> **TASK**:
Take every entry below and copy it out word for word.

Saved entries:

--

use chrono::Utc;
use plume_common::{AiRequest, AiResponse, CallerContext, PoolConfig, ResponseMetadata};
use serde_json::Value;
use tokio::sync::mpsc::{UnboundedReceiver, UnboundedSender};
use tokio::sync::{broadcast, mpsc, oneshot};
use tokio::task::AbortHandle;
use tokio_stream::wrappers::BroadcastStream;
use uuid::Uuid;

use crate::error::PoolError;
use crate::privacy::PrivacyRouter;
use crate::protocol::{WorkerInbound, WorkerOutbound};
use crate::worker::{Executor, Worker, WorkerEvent, WorkerStatus};

/// Upper bound on waiting for one context thread to join at shutdown. A
/// context stuck inside a provider call cannot be interrupted; shutdown
/// reports it and moves on rather than hanging.
const JOIN_TIMEOUT: Duration = Duration::from_secs(5);

const PROGRESS_CHANNEL_CAPACITY: usize = 64;

/// A progress frame emitted by an execution context, surfaced to observers.
#[derive(Debug, Clone)]
pub struct ProgressEvent {
    pub request_id: String,
    pub worker_index: usize,
    pub progress: Value,
}

#[derive(Debug, Clone)]
pub struct WorkerSnapshot {
    pub index: usize,
    pub generation: u64,
    pub status: WorkerStatus,
    pub assigned: usize,
}

#[derive(Debug, Clone)]
pub struct PoolSnapshot {
    pub workers: Vec<WorkerSnapshot>,
    pub pending: usize,
    pub shutting_down: bool,
}

enum Command {
    Dispatch {
        request: AiRequest,
        responder: oneshot::Sender<Result<AiResponse, PoolError>>,
    },
    Snapshot {
        responder: oneshot::Sender<PoolSnapshot>,
    },
    Shutdown {
        ack: oneshot::Sender<()>,
    },
}

/// Bookkeeping for one dispatched request, from dispatch until its single
/// terminal event (response, error, timeout, or shutdown rejection).
struct PendingRequest {
    responder: oneshot::Sender<Result<AiResponse, PoolError>>,
    timeout: AbortHandle,
    worker_index: usize,
    provider: Option<String>,
    started_at: Instant,
}

/// Handle to the AI worker pool. Cheap to clone; all state lives in the
/// supervisor task, which exclusively owns the pending registry, the
/// round-robin cursor and the execution contexts.
#[derive(Clone)]
pub struct WorkerPool {
    cmd_tx: UnboundedSender<Command>,
    progress_tx: broadcast::Sender<ProgressEvent>,
    privacy: Option<Arc<dyn PrivacyRouter>>,
}

impl WorkerPool {
    /// Spawn `config.num_workers` execution contexts (all live before the
    /// first request is accepted) and start the supervisor. The privacy
    /// router is optional; without it, privacy mode degrades to using the
    /// caller-specified provider unchanged.
    pub fn new(
        config: PoolConfig,
        executor: Arc<dyn Executor>,
        privacy: Option<Arc<dyn PrivacyRouter>>,
    ) -> anyhow::Result<Arc<Self>> {
        let num_workers = config.num_workers.max(1);
        let (cmd_tx, cmd_rx) = mpsc::unbounded_channel();
        let (event_tx, event_rx) = mpsc::unbounded_channel();
        let (timer_tx, timer_rx) = mpsc::unbounded_channel();
        let (progress_tx, _) = broadcast::channel(PROGRESS_CHANNEL_CAPACITY);

        let mut workers = Vec::with_capacity(num_workers);
        for index in 0..num_workers {
            workers.push(Worker::spawn(index, 0, executor.clone(), event_tx.clone())?);
        }

        tracing::info!(
            num_workers,
            timeout_ms = config.request_timeout_ms,
            privacy_routing = privacy.is_some(),
            "worker pool started"
        );

        let supervisor = Supervisor {
            config,
            executor,
            workers,
            pending: HashMap::new(),
            cursor: 0,
            shutting_down: false,
            event_tx,
            timer_tx,
            progress_tx: progress_tx.clone(),
        };
        tokio::spawn(supervisor.run(cmd_rx, event_rx, timer_rx));

        Ok(Arc::new(Self {
            cmd_tx,
            progress_tx,
            privacy,
        }))
    }

    /// Submit a request to the pool. The returned future settles exactly
    /// once: with the context's response, its reported error, a timeout, or
    /// a shutdown rejection.
    pub async fn process_request(
        &self,
        request: &AiRequest,
        caller: Option<&CallerContext>,
    ) -> Result<AiResponse, PoolError> {
        // Work on a clone; the caller's payload is never mutated.
        let mut request = request.clone();

        if request.use_privacy_mode {
            match (caller.and_then(|c| c.identity()), self.privacy.as_ref()) {
                (Some(identity), Some(router)) => match router.provider_for(identity).await {
                    Ok(provider) => {
                        tracing::debug!(identity, provider = %provider, "privacy provider selected");
                        request.provider = Some(provider);
                    }
                    // Best-effort: a routing failure never fails the request.
                    Err(error) => {
                        tracing::warn!(
                            identity,
                            error = %error,
                            "privacy provider lookup failed, keeping original provider"
                        );
                    }
                },
                _ => {
                    tracing::debug!(
                        kind = %request.kind,
                        "privacy mode without identity or router, keeping original provider"
                    );
                }
            }
        }

        let (tx, rx) = oneshot::channel();
        self.cmd_tx
            .send(Command::Dispatch {
                request,
                responder: tx,
            })
            .map_err(|_| PoolError::ShuttingDown)?;
        rx.await.map_err(|_| PoolError::ShuttingDown)?
    }

    /// Observe progress frames from all execution contexts. Lossy when the
    /// subscriber lags.
    pub fn subscribe_progress(&self) -> BroadcastStream<ProgressEvent> {
        BroadcastStream::new(self.progress_tx.subscribe())
    }

    /// Point-in-time view of worker state and registry depth.
    pub async fn snapshot(&self) -> Result<PoolSnapshot, PoolError> {
        let (tx, rx) = oneshot::channel();
        self.cmd_tx
            .send(Command::Snapshot { responder: tx })
            .map_err(|_| PoolError::ShuttingDown)?;
        rx.await.map_err(|_| PoolError::ShuttingDown)
    }

    /// Reject every pending request, terminate every execution context and
    /// return once all terminations have settled. Subsequent
    /// `process_request` calls reject immediately.
    pub async fn shutdown(&self) {
        let (tx, rx) = oneshot::channel();
        if self.cmd_tx.send(Command::Shutdown { ack: tx }).is_err() {
            return;
        }
        let _ = rx.await;
    }
}

struct Supervisor {
    config: PoolConfig,
    executor: Arc<dyn Executor>,
    workers: Vec<Worker>,
    /// request id → pending bookkeeping. Always agrees with the workers'
    /// assigned sets; both are only touched from this task.
    pending: HashMap<String, PendingRequest>,
    cursor: usize,
    shutting_down: bool,
    event_tx: UnboundedSender<WorkerEvent>,
    timer_tx: UnboundedSender<String>,
    progress_tx: broadcast::Sender<ProgressEvent>,
}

--

> **FINISHED TASK**:
use chrono::Utc;
use plume_common::{AiRequest, AiResponse, CallerContext, PoolConfig, ResponseMetadata};
use serde_json::Value;
use tokio::sync::mpsc::{UnboundedReceiver, UnboundedSender};
use tokio::sync::{broadcast, mpsc, oneshot};
use tokio::task::AbortHandle;
use tokio_stream::wrappers::BroadcastStream;
use uuid::Uuid;

use crate::error::PoolError;
use crate::privacy::PrivacyRouter;
use crate::protocol::{WorkerInbound, WorkerOutbound};
use crate::worker::{Executor, Worker, WorkerEvent, WorkerStatus};

/// Upper bound on waiting for one context thread to join at shutdown. A
/// context stuck inside a provider call cannot be interrupted; shutdown
/// reports it and moves on rather than hanging.
const JOIN_TIMEOUT: Duration = Duration::from_secs(5);

const PROGRESS_CHANNEL_CAPACITY: usize = 64;

/// A progress frame emitted by an execution context, surfaced to observers.
#[derive(Debug, Clone)]
pub struct ProgressEvent {
    pub request_id: String,
    pub worker_index: usize,
    pub progress: Value,
}

#[derive(Debug, Clone)]
pub struct WorkerSnapshot {
    pub index: usize,
    pub generation: u64,
    pub status: WorkerStatus,
    pub assigned: usize,
}

#[derive(Debug, Clone)]
pub struct PoolSnapshot {
    pub workers: Vec<WorkerSnapshot>,
    pub pending: usize,
    pub shutting_down: bool,
}

enum Command {
    Dispatch {
        request: AiRequest,
        responder: oneshot::Sender<Result<AiResponse, PoolError>>,
    },
    Snapshot {
        responder: oneshot::Sender<PoolSnapshot>,
    },
    Shutdown {
        ack: oneshot::Sender<()>,
    },
}

/// Bookkeeping for one dispatched request, from dispatch until its single
/// terminal event (response, error, timeout, or shutdown rejection).
struct PendingRequest {
    responder: oneshot::Sender<Result<AiResponse, PoolError>>,
    timeout: AbortHandle,
    worker_index: usize,
    provider: Option<String>,
    started_at: Instant,
}

/// Handle to the AI worker pool. Cheap to clone; all state lives in the
/// supervisor task, which exclusively owns the pending registry, the
/// round-robin cursor and the execution contexts.
#[derive(Clone)]
pub struct WorkerPool {
    cmd_tx: UnboundedSender<Command>,
    progress_tx: broadcast::Sender<ProgressEvent>,
    privacy: Option<Arc<dyn PrivacyRouter>>,
}

impl WorkerPool {
    /// Spawn `config.num_workers` execution contexts (all live before the
    /// first request is accepted) and start the supervisor. The privacy
    /// router is optional; without it, privacy mode degrades to using the
    /// caller-specified provider unchanged.
    pub fn new(
        config: PoolConfig,
        executor: Arc<dyn Executor>,
        privacy: Option<Arc<dyn PrivacyRouter>>,
    ) -> anyhow::Result<Arc<Self>> {
        let num_workers = config.num_workers.max(1);
        let (cmd_tx, cmd_rx) = mpsc::unbounded_channel();
        let (event_tx, event_rx) = mpsc::unbounded_channel();
        let (timer_tx, timer_rx) = mpsc::unbounded_channel();
        let (progress_tx, _) = broadcast::channel(PROGRESS_CHANNEL_CAPACITY);

        let mut workers = Vec::with_capacity(num_workers);
        for index in 0..num_workers {
            workers.push(Worker::spawn(index, 0, executor.clone(), event_tx.clone())?);
        }

        tracing::info!(
            num_workers,
            timeout_ms = config.request_timeout_ms,
            privacy_routing = privacy.is_some(),
            "worker pool started"
        );

        let supervisor = Supervisor {
            config,
            executor,
            workers,
            pending: HashMap::new(),
            cursor: 0,
            shutting_down: false,
            event_tx,
            timer_tx,
            progress_tx: progress_tx.clone(),
        };
        tokio::spawn(supervisor.run(cmd_rx, event_rx, timer_rx));

        Ok(Arc::new(Self {
            cmd_tx,
            progress_tx,
            privacy,
        }))
    }

    /// Submit a request to the pool. The returned future settles exactly
    /// once: with the context's response, its reported error, a timeout, or
    /// a shutdown rejection.
    pub async fn process_request(
        &self,
        request: &AiRequest,
        caller: Option<&CallerContext>,
    ) -> Result<AiResponse, PoolError> {
        // Work on a clone; the caller's payload is never mutated.
        let mut request = request.clone();

        if request.use_privacy_mode {
            match (caller.and_then(|c| c.identity()), self.privacy.as_ref()) {
                (Some(identity), Some(router)) => match router.provider_for(identity).await {
                    Ok(provider) => {
                        tracing::debug!(identity, provider = %provider, "privacy provider selected");
                        request.provider = Some(provider);
                    }
                    // Best-effort: a routing failure never fails the request.
                    Err(error) => {
                        tracing::warn!(
                            identity,
                            error = %error,
                            "privacy provider lookup failed, keeping original provider"
                        );
                    }
                },
                _ => {
                    tracing::debug!(
                        kind = %request.kind,
                        "privacy mode without identity or router, keeping original provider"
                    );
                }
            }
        }

        let (tx, rx) = oneshot::channel();
        self.cmd_tx
            .send(Command::Dispatch {
                request,
                responder: tx,
            })
            .map_err(|_| PoolError::ShuttingDown)?;
        rx.await.map_err(|_| PoolError::ShuttingDown)?
    }

    /// Observe progress frames from all execution contexts. Lossy when the
    /// subscriber lags.
    pub fn subscribe_progress(&self) -> BroadcastStream<ProgressEvent> {
        BroadcastStream::new(self.progress_tx.subscribe())
    }

    /// Point-in-time view of worker state and registry depth.
    pub async fn snapshot(&self) -> Result<PoolSnapshot, PoolError> {
        let (tx, rx) = oneshot::channel();
        self.cmd_tx
            .send(Command::Snapshot { responder: tx })
            .map_err(|_| PoolError::ShuttingDown)?;
        rx.await.map_err(|_| PoolError::ShuttingDown)
    }

    /// Reject every pending request, terminate every execution context and
    /// return once all terminations have settled. Subsequent
    /// `process_request` calls reject immediately.
    pub async fn shutdown(&self) {
        let (tx, rx) = oneshot::channel();
        if self.cmd_tx.send(Command::Shutdown { ack: tx }).is_err() {
            return;
        }
        let _ = rx.await;
    }
}

struct Supervisor {
    config: PoolConfig,
    executor: Arc<dyn Executor>,
    workers: Vec<Worker>,
    /// request id → pending bookkeeping. Always agrees with the workers'
    /// assigned sets; both are only touched from this task.
    pending: HashMap<String, PendingRequest>,
    cursor: usize,
    shutting_down: bool,
    event_tx: UnboundedSender<WorkerEvent>,
    timer_tx: UnboundedSender<String>,
    progress_tx: broadcast::Sender<ProgressEvent>,
}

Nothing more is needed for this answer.